Relatório da ONU aponta Bolsonaro como responsável pelos ataques à democracia brasileira
Desmonte promovido pelo ex-presidente, ameaças à democracia e ataques ao sistema eleitoral foram centrais no documento elaborado por relator da ONU. Para observadores, informe representa um verdadeiro “indiciamento” do governo anterior
Publicado 20/06/2023 - 16h27
São Paulo – O ex-presidente Jair Bolsonaro (PL) é acusado pelo relator especial da Organização das Nações Unidas (ONU) de ter relação direta com o enfraquecimento da democracia brasileira. No documento de 18 páginas, o desmonte da estrutura de participação social na definição de políticas públicas, o ataque às instituições do país, a disseminação de fake news sobre o sistema eleitoral e a defesa da ditadura são apenas algumas das políticas implementadas por Bolsonaro, e mencionadas pela entidade, que justificam a acusação. As informações são da coluna do jornalista Jamil Chade do UOL.
O informe sobre Bolsonaro foi preparado pelo relator especial da ONU sobre direitos à reunião pacífica e liberdade de associação, Clément Nyaletsossi Voule. Ele denuncia pela primeira vez, de forma explícita, o ex-presidente e será ainda debatido no Conselho de Direitos Humanos da ONU. E marca também a semana em que Bolsonaro será julgado pelo Tribunal Superior Eleitoral (TSE).
De acordo com o correspondente internacional, em entrevista à edição desta terça-feira (20) do ICL Notícias, transmitido pela TVT e a Rádio Brasil Atual, o documento da ONU não implica qualquer tipo de sanção internacional contra Bolsonaro. Mas amplia a pressão internacional e o constrangimento sobre ele, além de servir para em embasar futuras ações no Judiciário brasileiro.
Retrocesso significativo com Bolsonaro
Ainda segundo informações de Jamil Chade, o relator da ONU esteve no país no primeiro semestre de 2022 e realizou visitas a diferentes cidades, onde constatou a crise democrática. No relatório, Voule pondera, por exemplo, que a transição do Brasil do regime ditatorial para a democracia foi formalizada pela Constituição de 1988. Ele lembra que a Carta Magna garantiu o direito à liberdade de expressão, associação e reunião.
Mas adverte que essas garantias constitucionais foram “afetadas negativamente nos últimos anos como resultado da proliferação de leis e decretos adotados pelas autoridades brasileiras em uma tentativa de minar esses direitos. Tais leis e decretos enfraqueceram a democracia do país e a participação da sociedade civil e das comunidades marginalizadas nos assuntos públicos”, destaca o informe.
A avaliação é que, com Bolsonaro, a democracia experimentou “um nível significativo de retrocesso”. Marcado “por um aumento dos valores liberais, da violência política e dos ataques às instituições democráticas”. Voule expressa preocupação principalmente com o fato de, antes das eleições, o então presidente da República ter promovido uma campanha de ataques contínuos contra instituições democráticas, o judiciário e o sistema eleitoral no Brasil, incluindo o sistema eleitoral eletrônico”.

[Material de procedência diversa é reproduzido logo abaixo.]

//! Place name → coordinates through the hosted geocoding API.

use serde::Deserialize;
use tracing::{debug, warn};
use url::Url;

use crate::app::domain::destination::Coordinates;
use crate::app::infrastructure::error::{AppError, Result};

const LOOKUP_TIMEOUT_SECS: u64 = 10;

pub trait Geocoder {
    /// `Ok(None)` when the service answered but knows no such place.
    fn lookup(&self, place: &str) -> Result<Option<Coordinates>>;
}

#[derive(Debug, Clone, PartialEq)]
pub enum GeocodeOutcome {
    Found(Coordinates),
    NotFound,
    /// Transport or decoding failure; reported to the user as not found.
    Failed(String),
}

/// Run a lookup and fold errors into an outcome. Errors are logged, never raised.
pub fn resolve(geocoder: &dyn Geocoder, place: &str) -> GeocodeOutcome {
    match geocoder.lookup(place) {
        Ok(Some(coordinates)) => GeocodeOutcome::Found(coordinates),
        Ok(None) => GeocodeOutcome::NotFound,
        Err(e) => {
            warn!(place, "geocoding failed: {}", e);
            GeocodeOutcome::Failed(e.to_string())
        }
    }
}

#[derive(Debug, Deserialize)]
struct FeatureCollection {
    #[serde(default)]
    features: Vec<Feature>,
}

#[derive(Debug, Deserialize)]
struct Feature {
    geometry: Geometry,
}

#[derive(Debug, Deserialize)]
struct Geometry {
    coordinates: [f64; 2],
}

fn first_feature(body: &str) -> Result<Option<Coordinates>> {
    let collection: FeatureCollection = serde_json::from_str(body)?;
    Ok(collection
        .features
        .into_iter()
        .next()
        .map(|f| Coordinates::from(f.geometry.coordinates)))
}

pub struct MapboxGeocoder {
    endpoint: String,
    access_token: String,
}

impl MapboxGeocoder {
    pub fn new(endpoint: impl Into<String>, access_token: impl Into<String>) -> Self {
        Self {
            endpoint: endpoint.into(),
            access_token: access_token.into(),
        }
    }

    /// `{endpoint}/{place}.json?access_token=…&limit=1`
    pub fn request_url(&self, place: &str) -> Result<Url> {
        let mut url = Url::parse(&self.endpoint)?;
        url.path_segments_mut()
            .map_err(|_| AppError::Config(format!("not a base URL: {}", self.endpoint)))?
            .pop_if_empty()
            .push(&format!("{}.json", place));
        url.query_pairs_mut()
            .append_pair("access_token", &self.access_token)
            .append_pair("limit", "1");
        Ok(url)
    }
}

impl Geocoder for MapboxGeocoder {
    fn lookup(&self, place: &str) -> Result<Option<Coordinates>> {
        let url = self.request_url(place)?;
        debug!(place, "geocoding request");
        let response = minreq::get(url.as_str())
            .with_timeout(LOOKUP_TIMEOUT_SECS)
            .send()?;
        if !(200..300).contains(&response.status_code) {
            return Err(AppError::NotFound(format!(
                "{} (geocoder returned {})",
                place, response.status_code
            )));
        }
        first_feature(response.as_str()?)
    }
}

Indiciamento internacional
O relator acrescenta que as eleições de outubro de 2022 “aumentaram essa crise democrática”. “Nesse contexto, o Relator Especial observou com preocupação o aumento dos incidentes de discurso de ódio e violência política”, destacou. Para o Alto Comissariado da ONU, essa violência e o questionamento da eleição, sem provas, foi um ponto marcante do ataque à democracia no dia 8 de janeiro.
O documento também cita a flexibilização do acesso a armas e munições no país como um meio de escalada da violência. E também contesta a resposta de Bolsonaro à pandemia de covid-19, que criticou o distanciamento social e outras medidas de proteção e atacou especialistas e instituições científicas.
“Em um país onde quase 700.000 pessoas morreram de covid-19, a resposta do governo não apenas colocou em risco a vida de milhões de pessoas, mas também aprofundou a polarização e a desconfiança no governo”, apontou Voule. De acordo com Jamil Chade, para observadores internacionais, o relatório da ONU representa ainda um verdadeiro indiciamento de seu governo.